§ EXERCISE DIRECTIONS
Go through the lines below and tally those containing the string "printpdf". Respond with the number only.

[DATA EXTRACT — start]

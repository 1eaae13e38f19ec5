//! Image-based PDF export of the rendered preview.
//!
//! The preview is switched into export mode for the duration of an
//! [`ExportSession`], rasterized at [`OVERSAMPLING`]× and embedded as a PNG
//! XObject on A4 pages with `printpdf` (v0.8 ops-based API).

use std::borrow::Cow;
use std::io::Cursor;
use std::path::{Path, PathBuf};

use ::image::{imageops, ImageFormat, RgbaImage};
use printpdf::*;
use serde::{Deserialize, Serialize};

use crate::dom::{element_at_mut, find_by_class, DomNode, ElementNode, NodePath};
use crate::error::{Error, Result};
use crate::preview::EDITOR_CLASS;
use crate::raster::Rasterizer;
use crate::style::{EXPORT_MODE_CLASS, HIGHLIGHT_CLASS};
use crate::units::{mm_to_pt, A4_HEIGHT_MM, A4_WIDTH_MM};

/// File name the artifact is saved under.
pub const DEFAULT_FILE_NAME: &str = "document.pdf";

/// Device pixels per CSS px when rasterizing.
pub const OVERSAMPLING: f32 = 2.0;

/// Column properties cleared on every editor element while exporting.
const COLUMN_PROPERTIES: [&str; 3] = ["column-count", "column-gap", "column-fill"];

// ---------------------------------------------------------------------------
// Page geometry & placement
// ---------------------------------------------------------------------------

/// Sheet size and uniform margin, in millimetres.
#[derive(Debug, Clone, Copy, PartialEq)]
pub struct PageGeometry {
    pub width_mm: f32,
    pub height_mm: f32,
    pub margin_mm: f32,
}

impl PageGeometry {
    pub fn a4(margin_mm: f32) -> Self {
        Self {
            width_mm: A4_WIDTH_MM,
            height_mm: A4_HEIGHT_MM,
            margin_mm,
        }
    }

    pub fn printable_width(&self) -> f32 {
        self.width_mm - 2.0 * self.margin_mm
    }

    pub fn printable_height(&self) -> f32 {
        self.height_mm - 2.0 * self.margin_mm
    }
}

impl Default for PageGeometry {
    fn default() -> Self {
        Self::a4(10.0)
    }
}

/// Where the bitmap lands on the page, in millimetres from the top-left.
#[derive(Debug, Clone, Copy, PartialEq)]
pub struct Placement {
    pub x_mm: f32,
    pub y_mm: f32,
    pub width_mm: f32,
    pub height_mm: f32,
}

/// Fit an `img_w` × `img_h` bitmap into the printable area: full printable
/// width, unless the resulting height overflows, in which case full
/// printable height. The aspect ratio is always preserved.
pub fn compute_placement(img_w: u32, img_h: u32, page: &PageGeometry) -> Result<Placement> {
    if img_w == 0 || img_h == 0 {
        return Err(Error::Composition(format!("empty bitmap {img_w}x{img_h}")));
    }
    let (max_w, max_h) = (page.printable_width(), page.printable_height());
    if max_w <= 0.0 || max_h <= 0.0 {
        return Err(Error::Composition("margins leave no printable area".into()));
    }
    let (iw, ih) = (img_w as f32, img_h as f32);

    let mut width = max_w;
    let mut height = ih * width / iw;
    if height > max_h {
        height = max_h;
        width = iw * height / ih;
    }
    Ok(Placement {
        x_mm: page.margin_mm,
        y_mm: page.margin_mm,
        width_mm: width,
        height_mm: height,
    })
}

[DATA EXTRACT — finish]

§ TASK ANSWER
2